I worked with a woman who wouldn’t wear a cross necklace. The cross is a pagan symbol, she said, and wearing a cross to represent Jesus or God was idolatry. She was an active member of a church; as a single woman, church was her life. If I asked her what she did on the week-end, Saturday was generally devoted to a women’s missionary society or church cleanup. There was no question about where she would be on Sunday.
I’m not sure I agree about the cross stuff, but I don’t wear one either. I am not a nice enough person to wear a symbol so closely allied with Christian love. Seriously. I am usually kind to people I love. But my bi-polar pendulum swings from Margaret the Nice to Margaret the Snit. Usually, unwitting sales clerks and customer service reps get the brunt of my snittiness.

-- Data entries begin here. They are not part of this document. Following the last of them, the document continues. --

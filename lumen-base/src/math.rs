//! Mathematical utilities and decisions.

mod aab;
pub use aab::*;
mod color;
pub use color::*;
mod coord;
pub use coord::*;
mod frustum;
pub use frustum::*;
mod matrix;
pub use matrix::*;
mod rigid;
pub use rigid::*;
mod sphere;
pub use sphere::*;

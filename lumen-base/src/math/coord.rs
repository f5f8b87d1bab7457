//! Numeric types used for coordinates and related quantities.

use euclid::{Point3D, Rotation3D, Vector3D};

/// Acts as polyfill for float methods
#[cfg(not(feature = "std"))]
#[allow(unused_imports)]
use num_traits::float::Float as _;

/// Scalar type of every world-space quantity.
///
/// Light and probe parameters end up in shader uniforms, which are single precision, so
/// visibility tests are computed in the same precision the shader will see.
pub type Coordinate = f32;

/// Unit-of-measure type for world-space points and vectors.
#[expect(clippy::exhaustive_enums)]
#[derive(Debug, Eq, PartialEq)]
pub enum World {}

/// A position in world space.
pub type WorldPoint = Point3D<Coordinate, World>;

/// A displacement or direction in world space.
pub type WorldVector = Vector3D<Coordinate, World>;

/// A rotation (unit quaternion) from world space to world space.
pub type WorldRotation = Rotation3D<Coordinate, World, World>;

/// Returns `vector` scaled to unit length, or unchanged if its length is zero
/// (or already exactly one).
///
/// This differs from [`Vector3D::normalize()`] in that a zero vector stays zero
/// instead of becoming NaN, which geometric tests rely on when two directions are
/// parallel.
///
/// ```
/// # extern crate lumen_base as lumen;
/// use lumen::math::{normalize_or_zero, WorldVector};
///
/// assert_eq!(normalize_or_zero(WorldVector::new(0., 3., 0.)), WorldVector::new(0., 1., 0.));
/// assert_eq!(normalize_or_zero(WorldVector::zero()), WorldVector::zero());
/// ```
#[inline]
pub fn normalize_or_zero(vector: WorldVector) -> WorldVector {
    // Dividing by the largest component first keeps the squared length finite and
    // nonzero for any finite nonzero input.
    let largest = vector.x.abs().max(vector.y.abs()).max(vector.z.abs());
    if largest == 0.0 || !largest.is_finite() || vector.square_length() == 1.0 {
        return vector;
    }
    let scaled = vector / largest;
    scaled / scaled.length()
}

/// Returns whether `vector` has unit length, within a tolerance suitable for values
/// that have been through a few single-precision operations.
#[inline]
pub fn is_unit_vector(vector: WorldVector) -> bool {
    (vector.square_length() - 1.0).abs() < 1e-4
}
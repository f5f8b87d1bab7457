//! Choosing, for each renderable object, the lights that affect it.

use alloc::boxed::Box;
use alloc::sync::Arc;
use core::fmt;

use hashbrown::HashMap;

use crate::blend::{ProbeBlendingStrategy, WeightedProbeBlending};
use crate::camera::Camera;
use crate::light::{LightId, LightList, LightType, intersects_bound};
use crate::scene::Geometry;
use crate::util::ScratchPool;

#[cfg(test)]
mod tests;

/// Decides which of an object's lights are passed on to shading.
///
/// A renderer calls [`set_camera()`](Self::set_camera) whenever the view changes, then
/// [`filter_lights()`](Self::filter_lights) for every object it draws.
pub trait LightFilter: fmt::Debug {
    /// Sets the camera that subsequent filtering culls against.
    ///
    /// Anything the filter has remembered about the previous camera is forgotten.
    fn set_camera(&mut self, camera: &Camera);

    /// Appends to `output` the lights from `geometry`'s world light list which can
    /// affect it as seen by the current camera.
    ///
    /// May panic if [`set_camera()`](Self::set_camera) has never been called.
    fn filter_lights(&mut self, geometry: &dyn Geometry, output: &mut LightList);
}

// -------------------------------------------------------------------------------------------------

/// Per-camera memo of which lights intersect the view frustum.
///
/// Each light's frustum test runs at most once per camera, however many objects it
/// appears in the light list of.
#[derive(Clone, Debug, Default)]
pub struct FrustumCache {
    results: HashMap<LightId, bool>,
    /// Number of frustum tests actually run since construction.
    misses: u64,
}

impl FrustumCache {
    /// Constructs an empty cache.
    #[inline]
    pub fn new() -> Self {
        Self::default()
    }

    /// Returns the remembered result for `light`, or computes it with `test` and
    /// remembers it.
    #[inline]
    pub fn get_or_compute(&mut self, light: LightId, test: impl FnOnce() -> bool) -> bool {
        *self.results.entry(light).or_insert_with(|| {
            self.misses += 1;
            test()
        })
    }

    /// Returns the remembered result for `light`, if any.
    #[inline]
    pub fn get(&self, light: LightId) -> Option<bool> {
        self.results.get(&light).copied()
    }

    /// Forgets every result.
    #[inline]
    pub fn clear(&mut self) {
        self.results.clear();
    }

    /// Returns the number of lights with a remembered result.
    #[inline]
    pub fn len(&self) -> usize {
        self.results.len()
    }

    /// Returns whether there are no remembered results.
    #[inline]
    pub fn is_empty(&self) -> bool {
        self.results.is_empty()
    }

    /// Returns the number of frustum tests that have been run, as opposed to answered
    /// from memory, over the life of this cache.
    #[inline]
    pub fn misses(&self) -> u64 {
        self.misses
    }
}

// -------------------------------------------------------------------------------------------------

/// The standard [`LightFilter`].
///
/// For each light in an object's world light list, in order, it:
///
/// 1. skips the light if it is disabled;
/// 2. skips it if it cannot be seen by the camera (remembered per camera in a
///    [`FrustumCache`]);
/// 3. skips it if it cannot reach the object's world bound (a box, or a finite sphere;
///    objects with no bound or an infinite one are not tested);
/// 4. passes a probe to the [`ProbeBlendingStrategy`], or appends any other light to the
///    output.
///
/// Finally it lets the strategy append the probes it chose.
pub struct DefaultLightFilter {
    camera: Option<Camera>,
    cache: FrustumCache,
    strategy: Box<dyn ProbeBlendingStrategy>,
    scratch: ScratchPool,
}

impl DefaultLightFilter {
    /// Constructs a filter which blends up to three probes per object, using
    /// [`WeightedProbeBlending`].
    #[inline]
    pub fn new() -> Self {
        Self::with_strategy(WeightedProbeBlending::new())
    }

    /// Constructs a filter which uses the given probe blending strategy.
    #[inline]
    pub fn with_strategy(strategy: impl ProbeBlendingStrategy + 'static) -> Self {
        Self::with_boxed_strategy(Box::new(strategy))
    }

    /// Constructs a filter which uses the given probe blending strategy.
    #[inline]
    pub fn with_boxed_strategy(strategy: Box<dyn ProbeBlendingStrategy>) -> Self {
        Self {
            camera: None,
            cache: FrustumCache::new(),
            strategy,
            scratch: ScratchPool::new(),
        }
    }

    /// Returns the camera most recently given to [`LightFilter::set_camera()`].
    #[inline]
    pub fn camera(&self) -> Option<&Camera> {
        self.camera.as_ref()
    }

    /// Returns the frustum test memo for the current camera.
    #[inline]
    pub fn frustum_cache(&self) -> &FrustumCache {
        &self.cache
    }
}

impl Default for DefaultLightFilter {
    #[inline]
    fn default() -> Self {
        Self::new()
    }
}

impl LightFilter for DefaultLightFilter {
    #[allow(clippy::missing_inline_in_public_items)]
    fn set_camera(&mut self, camera: &Camera) {
        self.cache.clear();
        self.camera = Some(camera.clone());
    }

    #[allow(clippy::missing_inline_in_public_items)]
    fn filter_lights(&mut self, geometry: &dyn Geometry, output: &mut LightList) {
        let Some(camera) = &self.camera else {
            panic!("DefaultLightFilter::filter_lights() called before set_camera()");
        };
        let bound = geometry.world_bound();

        for light in geometry.world_light_list() {
            if !light.is_enabled() {
                continue;
            }

            let mut scratch = self.scratch.acquire();
            let in_view = self.cache.get_or_compute(light.id(), || {
                light.intersects_frustum(camera, &mut scratch)
            });
            if !in_view {
                log::trace!("{:?} culled by frustum", light.id());
                continue;
            }
            if !intersects_bound(light, bound.as_ref(), &mut scratch) {
                log::trace!("{:?} does not reach {bound:?}", light.id());
                continue;
            }
            drop(scratch);

            if light.light_type() == LightType::Probe {
                self.strategy.register_probe(Arc::clone(light));
            } else {
                output.push(Arc::clone(light));
            }
        }

        self.strategy.populate_probes(geometry, output);
    }
}

impl fmt::Debug for DefaultLightFilter {
    fn fmt(&self, f: &mut fmt::Formatter<'_>) -> fmt::Result {
        f.debug_struct("DefaultLightFilter")
            .field("camera", &self.camera)
            .field("cache", &self.cache)
            .field("strategy", &self.strategy)
            .finish_non_exhaustive()
    }
}
//! The per-invocation context handed to typed handlers.

use chrono::{DateTime, Utc};
use murphy_http::protocol::{RequestHeader, ResponseWriter};

/// What a typed handler can see of the request it is serving.
///
/// A context lives for a single invocation. It gives access to the response
/// sink, for handlers which write their own response, the inbound request
/// head, and the wall clock time at which the context was created.
pub struct HttpContext<'a> {
    writer: &'a mut dyn ResponseWriter,
    request: &'a RequestHeader,
    now: DateTime<Utc>,
}

impl<'a> HttpContext<'a> {
    pub fn new(writer: &'a mut dyn ResponseWriter, request: &'a RequestHeader) -> Self {
        Self::at(writer, request, Utc::now())
    }

    /// Creates a context with a fixed timestamp.
    pub fn at(writer: &'a mut dyn ResponseWriter, request: &'a RequestHeader, now: DateTime<Utc>) -> Self {
        Self { writer, request, now }
    }

    /// The response sink.
    ///
    /// Writing a status other than `200 OK` through it tells the adapter the
    /// handler produced its own response, so its payload won't be encoded.
    pub fn writer(&mut self) -> &mut dyn ResponseWriter {
        &mut *self.writer
    }

    pub fn request(&self) -> &RequestHeader {
        self.request
    }

    /// When this invocation started.
    pub fn now(&self) -> DateTime<Utc> {
        self.now
    }
}

impl std::fmt::Debug for HttpContext<'_> {
    fn fmt(&self, f: &mut std::fmt::Formatter<'_>) -> std::fmt::Result {
        f.debug_struct("HttpContext").field("request", &self.request).field("now", &self.now).finish_non_exhaustive()
    }
}
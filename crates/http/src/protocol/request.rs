//! HTTP request header handling.
//!
//! Wraps the standard `http::Request` type without its body, so handlers can
//! inspect the request while the body is decoded separately.

use http::request::Parts;
use http::{HeaderMap, Method, Request, Uri, header};

/// Represents an HTTP request header.
///
/// This struct wraps a `http::Request<()>` to provide:
/// - Access to standard HTTP header fields
/// - The host the request was addressed to
/// - Conversion from request parts
#[derive(Debug)]
pub struct RequestHeader {
    inner: Request<()>,
}

impl RequestHeader {
    /// Returns a reference to the request's HTTP method.
    pub fn method(&self) -> &Method {
        self.inner.method()
    }

    /// Returns a reference to the request's URI.
    pub fn uri(&self) -> &Uri {
        self.inner.uri()
    }

    /// Returns a reference to the request's headers.
    pub fn headers(&self) -> &HeaderMap {
        self.inner.headers()
    }

    /// Returns the host name the request was addressed to, without any port.
    ///
    /// An absolute request URI takes precedence over the `Host` header, the
    /// same way HTTP/1.1 origin servers resolve it.
    pub fn host(&self) -> Option<&str> {
        if let Some(host) = self.uri().host() {
            return Some(host);
        }

        let host = self.headers().get(header::HOST)?.to_str().ok()?;
        Some(strip_port(host))
    }
}

fn strip_port(host: &str) -> &str {
    // bracketed ipv6 literal, e.g. `[::1]:8080`
    if let Some(rest) = host.strip_prefix('[') {
        return rest.split_once(']').map_or(host, |(addr, _)| addr);
    }

    match host.rsplit_once(':') {
        Some((name, port)) if port.bytes().all(|b| b.is_ascii_digit()) => name,
        _ => host,
    }
}

/// Converts request parts into a RequestHeader.
impl From<Parts> for RequestHeader {
    #[inline]
    fn from(parts: Parts) -> Self {
        Self { inner: Request::from_parts(parts, ()) }
    }
}

/// Converts a bodyless request into a RequestHeader.
impl From<Request<()>> for RequestHeader {
    #[inline]
    fn from(inner: Request<()>) -> Self {
        Self { inner }
    }
}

The other day, I needed to run into Walmart to get a can of primer/spray paint. They lock up the paint and there was no-Walmart-body watching the home improvement section. I circled the aisles and ventured to hunting and fishing. Nobody there. Moved over to crafts. Not a soul with a blue name tag. Started getting annoyed. Walked over to electronics. Ten or twelve folks mobbed the lone clerk at the electronics counter trying to do their Christmas shopping over their lunch break.
Magnanimous Me debated raising my hands to part the electronic buyers like Moses parting the waters. After all, I only needed someone to unlock the paint cage and MY needs would “only take a minute.” I decided to make that Plan B and moved on. Nobody in home goods or shoes.
I was really steamed by the time I burst into the employee lounge and asked the room full of people celebrating Joshua’s birthday if “ANYBODY IS WORKING TODAY.” I led a couple of workers out of the room and stalked over to the spray paint. Ten feet from the lunchroom, I felt embarrassed. In sight of the paint, I was glad that I don’t wear a cross or any type of jewelry that allies me to a specific philosophy. I ended up apologizing but I had already generated bad feelings.
I am much nicer today than I was before I got sober. Back in the day, hangovers could render me mean as a snake on rocks. I was closer to Margaret the Raging Insano if things didn’t go my way and people didn’t snap to when I demanded help. It was during that time that I planned Sunday School lessons with a jelly glass of vodka. I always wore a cross then. If anyone had suggested that the jewelry did not match my morals, I would have been insulted.
As a sober women, I try to remember that I am the only Big Book that some folks will encounter. I am often tempted to put a sticker with the AA symbol of a triangle inside a circle on my bumper so those of my tribe will recognize another member, but I don’t drive well enough. I would rather avoid causing resentments which my erratic driving is prone to do. The people who would recognize what the symbol represents are people I might run into at a meeting.
It amazes me that the way other people treat me influences my mood and self worth. As I’ve gotten older, being called “sweety” or “honey” by someone less than half my age makes me feel ancient. I curse myself for every time I’ve done that to someone older than I. I’ve done it often so I probably have a considerable amount of cosmic blow-back.
I took a friend to the mall to buy clothes for a job search. This was the first time that she was applying for work at what she called a “clean” job. I was uncomfortable with sales clerks who were dismissive and wanted to cheer the ones who were enthusiastic and supportive. We ran into a string of them and I watched my friend’s walk go from timid to regal as we left with her purchases. Those women had no idea what an impact they had, but I did.
Do I need a symbol showing what I believe? More likely, I just need to BE the symbol that represents what I believe. I sometimes need the reminder, but that’s why I hang out with others of my sober tribe. I prefer to act like God’s friend rather than somebody who has never met God. Fewer apologies and amends that way.